[Stored data entries]
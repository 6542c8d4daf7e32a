//! Show per-scene pipeline state.

use std::path::PathBuf;

use mvgen_common::AppConfig;

use super::open_pipeline;

pub fn run(config: &AppConfig, script: PathBuf, json: bool) -> anyhow::Result<i32> {
    let pipeline = open_pipeline(config, &script, |_| {})?;
    let rows = pipeline.status();

    if json {
        println!("{}", serde_json::to_string_pretty(&rows)?);
        return Ok(0);
    }

    let state = pipeline.state();
    println!("Project: {}", state.project_name);
    println!("  Updated: {}", state.updated_at);
    println!();
    println!(
        "  {:<16} {:<12} {:<9} {:>8} {:>8}  {:<11} {}",
        "SCENE", "STAGE", "SOURCE", "TARGET", "NATIVE", "PLAN", "TRIES"
    );
    for row in &rows {
        println!(
            "  {:<16} {:<12} {:<9} {:>7.2}s {:>8}  {:<11} {}",
            row.scene_id,
            row.stage.as_str(),
            row.source,
            row.target_secs,
            row.native_secs
                .map(|s| format!("{s:.2}s"))
                .unwrap_or_else(|| "-".to_string()),
            row.plan.unwrap_or("-"),
            row.attempts,
        );
        if let Some(error) = &row.error {
            println!("  {:<16} error: {error}", "");
        }
    }

    let counts = state.counts();
    println!();
    println!(
        "  {} reconciled, {} resolved, {} pending, {} failed, {} cancelled",
        counts.reconciled, counts.resolved, counts.pending, counts.failed, counts.cancelled
    );
    match &state.output_path {
        Some(path) => println!("  Output: {}", path.display()),
        None => println!("  Output: not yet assembled"),
    }
    if let Some(error) = state.errors.last() {
        println!("  Last run error: {error}");
    }

    Ok(0)
}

Exercise objective :: The answer must hold only the lines from the first line of the data through the line bearing "pub fn run(config: &AppConfig, script: PathBuf, json: bool)", returned exactly.

Task output ::
repository 6542c8d4daf7e32a
//! Show per-scene pipeline state.

use std::path::PathBuf;

use mvgen_common::AppConfig;

use super::open_pipeline;

pub fn run(config: &AppConfig, script: PathBuf, json: bool) -> anyhow::Result<i32> {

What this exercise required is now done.